Data for processing:
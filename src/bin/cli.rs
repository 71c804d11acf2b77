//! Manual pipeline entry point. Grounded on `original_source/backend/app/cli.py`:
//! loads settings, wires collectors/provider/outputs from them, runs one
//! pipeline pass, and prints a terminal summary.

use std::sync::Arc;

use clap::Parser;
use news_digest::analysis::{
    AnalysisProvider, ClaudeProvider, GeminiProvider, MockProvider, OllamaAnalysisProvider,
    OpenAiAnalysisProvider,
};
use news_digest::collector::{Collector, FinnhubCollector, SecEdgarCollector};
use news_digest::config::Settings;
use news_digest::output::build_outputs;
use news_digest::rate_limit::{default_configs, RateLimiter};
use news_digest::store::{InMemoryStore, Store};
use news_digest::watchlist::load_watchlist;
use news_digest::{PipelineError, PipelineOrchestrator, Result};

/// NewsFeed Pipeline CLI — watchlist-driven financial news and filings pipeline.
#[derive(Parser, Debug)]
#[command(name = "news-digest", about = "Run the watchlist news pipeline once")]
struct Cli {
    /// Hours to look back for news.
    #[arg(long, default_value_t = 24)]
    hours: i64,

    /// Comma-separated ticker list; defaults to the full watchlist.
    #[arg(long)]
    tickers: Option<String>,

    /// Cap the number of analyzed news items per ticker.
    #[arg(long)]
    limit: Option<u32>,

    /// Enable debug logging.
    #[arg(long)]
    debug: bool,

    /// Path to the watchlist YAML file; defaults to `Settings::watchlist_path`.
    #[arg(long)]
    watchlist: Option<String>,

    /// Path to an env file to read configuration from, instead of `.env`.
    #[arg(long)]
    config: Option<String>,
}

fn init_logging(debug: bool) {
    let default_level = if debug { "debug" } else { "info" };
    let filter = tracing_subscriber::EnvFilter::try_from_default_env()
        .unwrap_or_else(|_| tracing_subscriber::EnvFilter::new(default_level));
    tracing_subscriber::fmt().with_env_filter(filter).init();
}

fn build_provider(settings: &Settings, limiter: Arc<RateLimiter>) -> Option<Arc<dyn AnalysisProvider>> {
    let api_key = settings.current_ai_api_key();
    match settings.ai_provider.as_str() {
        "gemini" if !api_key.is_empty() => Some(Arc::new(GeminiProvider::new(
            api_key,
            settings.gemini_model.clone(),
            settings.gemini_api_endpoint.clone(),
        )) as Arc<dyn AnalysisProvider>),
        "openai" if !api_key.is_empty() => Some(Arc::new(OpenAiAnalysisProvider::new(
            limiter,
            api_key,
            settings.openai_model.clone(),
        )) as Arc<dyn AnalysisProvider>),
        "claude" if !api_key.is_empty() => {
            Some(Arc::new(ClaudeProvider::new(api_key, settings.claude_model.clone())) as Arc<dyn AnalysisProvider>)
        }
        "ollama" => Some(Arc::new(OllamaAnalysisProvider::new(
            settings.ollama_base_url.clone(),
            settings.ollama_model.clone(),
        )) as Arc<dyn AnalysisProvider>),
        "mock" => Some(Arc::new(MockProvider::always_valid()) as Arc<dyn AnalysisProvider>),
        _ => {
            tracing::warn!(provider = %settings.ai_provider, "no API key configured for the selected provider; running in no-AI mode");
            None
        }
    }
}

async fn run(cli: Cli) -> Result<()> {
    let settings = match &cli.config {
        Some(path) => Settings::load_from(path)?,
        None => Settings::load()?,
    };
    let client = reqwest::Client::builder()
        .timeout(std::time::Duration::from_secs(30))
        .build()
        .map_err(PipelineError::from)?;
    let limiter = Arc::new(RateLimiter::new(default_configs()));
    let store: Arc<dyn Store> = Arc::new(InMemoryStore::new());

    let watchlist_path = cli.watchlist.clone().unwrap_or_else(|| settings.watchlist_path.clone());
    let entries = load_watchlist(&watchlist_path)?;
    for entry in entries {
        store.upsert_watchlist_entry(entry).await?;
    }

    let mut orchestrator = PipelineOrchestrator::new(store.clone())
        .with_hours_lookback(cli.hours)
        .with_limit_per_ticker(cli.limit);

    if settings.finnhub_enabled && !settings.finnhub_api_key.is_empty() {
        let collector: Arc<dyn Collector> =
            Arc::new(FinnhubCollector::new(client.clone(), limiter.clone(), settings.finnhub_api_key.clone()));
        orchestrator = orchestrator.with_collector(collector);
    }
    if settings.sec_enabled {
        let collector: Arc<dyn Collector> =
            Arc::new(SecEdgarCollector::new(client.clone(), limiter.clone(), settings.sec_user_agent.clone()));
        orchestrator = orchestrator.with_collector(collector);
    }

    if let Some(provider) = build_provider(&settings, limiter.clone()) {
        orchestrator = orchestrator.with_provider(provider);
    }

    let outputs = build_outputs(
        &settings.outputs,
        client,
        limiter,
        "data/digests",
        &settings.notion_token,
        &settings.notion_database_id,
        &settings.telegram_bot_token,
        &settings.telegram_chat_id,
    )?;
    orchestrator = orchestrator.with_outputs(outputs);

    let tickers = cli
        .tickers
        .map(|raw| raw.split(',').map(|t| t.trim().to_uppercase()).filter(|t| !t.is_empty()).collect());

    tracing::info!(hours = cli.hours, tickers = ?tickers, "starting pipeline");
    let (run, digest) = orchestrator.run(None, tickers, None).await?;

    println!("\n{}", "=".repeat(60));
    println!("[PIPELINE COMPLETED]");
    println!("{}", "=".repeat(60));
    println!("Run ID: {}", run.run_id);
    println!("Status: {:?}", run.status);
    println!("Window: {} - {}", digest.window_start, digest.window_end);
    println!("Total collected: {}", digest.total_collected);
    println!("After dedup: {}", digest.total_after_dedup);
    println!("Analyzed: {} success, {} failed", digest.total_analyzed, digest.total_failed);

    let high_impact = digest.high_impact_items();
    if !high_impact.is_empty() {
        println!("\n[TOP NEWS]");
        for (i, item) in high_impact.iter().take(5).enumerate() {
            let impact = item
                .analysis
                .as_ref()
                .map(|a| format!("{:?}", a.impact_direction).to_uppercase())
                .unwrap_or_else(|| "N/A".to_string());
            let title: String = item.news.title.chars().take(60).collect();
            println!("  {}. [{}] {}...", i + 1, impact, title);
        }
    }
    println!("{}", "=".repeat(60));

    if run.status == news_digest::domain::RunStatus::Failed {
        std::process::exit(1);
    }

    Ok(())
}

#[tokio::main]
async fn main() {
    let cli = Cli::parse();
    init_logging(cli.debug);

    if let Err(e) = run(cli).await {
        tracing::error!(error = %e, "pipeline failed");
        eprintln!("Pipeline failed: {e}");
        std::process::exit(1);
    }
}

--

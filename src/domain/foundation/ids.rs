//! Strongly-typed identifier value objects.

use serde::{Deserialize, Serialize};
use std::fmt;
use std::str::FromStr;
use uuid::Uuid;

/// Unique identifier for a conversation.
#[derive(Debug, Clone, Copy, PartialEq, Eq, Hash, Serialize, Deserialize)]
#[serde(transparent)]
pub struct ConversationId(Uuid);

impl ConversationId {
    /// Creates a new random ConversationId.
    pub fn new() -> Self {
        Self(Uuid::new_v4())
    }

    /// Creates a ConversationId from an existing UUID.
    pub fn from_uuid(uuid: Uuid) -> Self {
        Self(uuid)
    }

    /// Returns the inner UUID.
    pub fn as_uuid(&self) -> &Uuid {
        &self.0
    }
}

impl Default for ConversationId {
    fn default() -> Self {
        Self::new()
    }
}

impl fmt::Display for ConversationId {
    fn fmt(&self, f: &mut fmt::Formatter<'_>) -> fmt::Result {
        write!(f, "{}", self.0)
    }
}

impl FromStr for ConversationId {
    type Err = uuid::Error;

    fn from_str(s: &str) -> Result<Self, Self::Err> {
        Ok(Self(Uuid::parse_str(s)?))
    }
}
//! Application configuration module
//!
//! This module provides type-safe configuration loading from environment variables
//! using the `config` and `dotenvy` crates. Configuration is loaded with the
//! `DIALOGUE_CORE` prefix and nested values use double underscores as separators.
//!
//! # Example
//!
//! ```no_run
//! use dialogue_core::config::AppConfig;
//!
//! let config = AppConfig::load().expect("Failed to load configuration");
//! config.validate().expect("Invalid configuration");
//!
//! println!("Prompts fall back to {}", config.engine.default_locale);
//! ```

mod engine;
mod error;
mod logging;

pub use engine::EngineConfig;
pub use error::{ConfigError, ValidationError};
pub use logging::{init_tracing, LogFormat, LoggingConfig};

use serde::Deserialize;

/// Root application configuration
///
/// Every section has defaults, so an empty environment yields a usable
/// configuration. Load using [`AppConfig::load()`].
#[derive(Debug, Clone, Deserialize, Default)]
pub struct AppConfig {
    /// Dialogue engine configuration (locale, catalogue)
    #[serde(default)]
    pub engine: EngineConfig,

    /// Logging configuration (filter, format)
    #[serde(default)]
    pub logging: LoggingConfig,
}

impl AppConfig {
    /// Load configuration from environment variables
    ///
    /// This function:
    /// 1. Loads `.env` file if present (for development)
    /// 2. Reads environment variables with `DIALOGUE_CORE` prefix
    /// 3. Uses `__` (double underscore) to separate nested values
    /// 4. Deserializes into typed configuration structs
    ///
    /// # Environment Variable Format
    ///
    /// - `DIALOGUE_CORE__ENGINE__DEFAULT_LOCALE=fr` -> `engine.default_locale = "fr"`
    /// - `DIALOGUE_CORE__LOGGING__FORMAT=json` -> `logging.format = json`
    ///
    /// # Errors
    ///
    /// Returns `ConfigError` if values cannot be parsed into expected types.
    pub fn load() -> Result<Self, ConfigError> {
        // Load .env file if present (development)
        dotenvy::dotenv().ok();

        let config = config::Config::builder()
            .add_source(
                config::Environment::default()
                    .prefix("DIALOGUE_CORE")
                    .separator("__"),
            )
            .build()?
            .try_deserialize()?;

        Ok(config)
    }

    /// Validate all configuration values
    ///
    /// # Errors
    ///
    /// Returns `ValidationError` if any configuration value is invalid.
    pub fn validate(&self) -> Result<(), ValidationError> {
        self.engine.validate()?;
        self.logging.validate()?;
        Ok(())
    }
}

Work instruction:
Please count the lines above containing "entry"; number only.

Exercise solution:
3